M0's infrastructure focus — building the settlement rails for institutional stablecoin issuance and redemption — addresses a gap that has become more apparent as major banks and payment networks have moved closer to launching their own stablecoin products. The complexity of regulatory compliance, cross-border settlement, and programmable money management at institutional scale requires purpose-built infrastructure that neither traditional banking systems nor consumer-oriented stablecoin protocols are optimized to provide.
The stablecoin market exceeded $310 billion in early 2026. The infrastructure layer servicing that market — custody, compliance, settlement, and yield routing — represents a multi-billion dollar revenue opportunity that M0 is positioning to capture.
The Inflection Point Pattern
What makes Pantera's April 2026 spotlight compelling as a document is not any individual company's metrics — it is the simultaneity of inflection across four companies operating in different but complementary segments of the crypto ecosystem. Figure in lending, Ondo in tokenized securities, Surf AI in crypto intelligence, and M0 in institutional stablecoin infrastructure represent four distinct layers of the same fundamental buildout: the translation of traditional financial infrastructure into programmable, on-chain equivalents.

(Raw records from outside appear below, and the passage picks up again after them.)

//! Durable library document model.

use std::collections::BTreeMap;
use std::fmt;

use chrono::{DateTime, Utc};
use serde::{Deserialize, Serialize};

use crate::game::BankQuestion;
use crate::question::{Tone, TriviaQuestion, OPTION_COUNT};

/// Where a stored question came from.
#[derive(Debug, Clone, Copy, PartialEq, Eq, Serialize, Deserialize, Default)]
#[serde(rename_all = "lowercase")]
pub enum QuestionSource {
    Library,
    #[default]
    Generated,
    Imported,
    Cloud,
}

impl QuestionSource {
    pub fn as_str(&self) -> &'static str {
        match self {
            QuestionSource::Library => "library",
            QuestionSource::Generated => "generated",
            QuestionSource::Imported => "imported",
            QuestionSource::Cloud => "cloud",
        }
    }
}

impl fmt::Display for QuestionSource {
    fn fmt(&self, f: &mut fmt::Formatter<'_>) -> fmt::Result {
        write!(f, "{}", self.as_str())
    }
}

/// A question as stored in the library.
///
/// `stem_hash` is globally unique in the store; inserting a doc whose hash
/// already exists is a no-op reported as a duplicate, never an overwrite.
#[derive(Debug, Clone, PartialEq, Eq, Serialize, Deserialize)]
pub struct QuestionDoc {
    #[serde(flatten)]
    pub question: TriviaQuestion,
    pub id: String,
    #[serde(rename = "stemHash")]
    pub stem_hash: String,
    #[serde(default)]
    pub tone: Option<Tone>,
    #[serde(rename = "createdAt")]
    pub created_at: DateTime<Utc>,
    #[serde(default)]
    pub source: QuestionSource,
    #[serde(rename = "usedAt", default)]
    pub used_at: Option<DateTime<Utc>>,
}

impl QuestionDoc {
    /// Convert to the session-pool shape. The incorrect quip is reused for
    /// every wrong choice because library docs carry a single one-liner.
    pub fn to_bank_question(&self) -> BankQuestion {
        let q = &self.question;
        let wrong_answer_quips: BTreeMap<usize, String> = (0..OPTION_COUNT)
            .filter(|i| *i != q.correct_index)
            .map(|i| (i, q.quips.incorrect.clone()))
            .collect();
        BankQuestion {
            id: self.id.clone(),
            category: q.category.into(),
            question: q.question.clone(),
            choices: q.options.clone(),
            answer_index: q.correct_index,
            correct_quip: q.quips.correct.clone(),
            wrong_answer_quips,
            used: false,
        }
    }
}

/// A candidate for insertion; the store assigns whatever is missing
/// (id, stem hash, creation time, default source).
#[derive(Debug, Clone, PartialEq, Eq, Serialize, Deserialize)]
pub struct QuestionDraft {
    #[serde(flatten)]
    pub question: TriviaQuestion,
    #[serde(default)]
    pub id: Option<String>,
    #[serde(rename = "stemHash", default)]
    pub stem_hash: Option<String>,
    #[serde(default)]
    pub tone: Option<Tone>,
    #[serde(default)]
    pub source: Option<QuestionSource>,
}

impl From<TriviaQuestion> for QuestionDraft {
    fn from(question: TriviaQuestion) -> Self {
        Self {
            question,
            id: None,
            stem_hash: None,
            tone: None,
            source: None,
        }
    }
}
pub mod game;
pub mod library;
pub mod question;
pub mod rounds;
pub mod scoring;

pub use game::{
    BankQuestion, GameCategory, GameMode, GameState, GameStats, GameStatus, Player,
};
pub use library::{QuestionDoc, QuestionDraft, QuestionSource};
pub use question::{
    Difficulty, PersonalityFlags, Quips, Tone, TriviaCategory, TriviaQuestion, ValidationError,
};
pub use rounds::{RoundMeta, RoundRole, RoundType, TriviaPair};
pub use scoring::{score_round, ScoreBreakdown, ScoreRoundArgs};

For web3 startup accelerators and early-stage investors, this pattern provides a framework for evaluating current opportunities. The companies that will reach similar inflection points in 2027 and 2028 are being built today — and they share common characteristics with the April 2026 cohort: clear institutional demand, defensible infrastructure positions, and genuine on-chain settlement rather than blockchain as a marketing layer.
Conclusion
At W3X, we have followed each of these companies closely as part of our ongoing analysis of the crypto venture capital landscape. The April 2026 spotlight confirms that the web3 infrastructure buildout is producing real businesses with real revenue — and that the patient capital deployed by specialized crypto VC funds through multiple market cycles is beginning to generate the kind of public market and institutional validation that broader capital markets can evaluate and price.
The inflection point that Pantera's portfolio highlights are not unique to Pantera's portfolio. They are visible across the ecosystem for any web3 incubator or investor paying close attention. The question for the next 18 months is not whether blockchain-native financial infrastructure will achieve scale — it already has. The question is which platforms, protocols, and application layers will capture the disproportionate share of the value being created.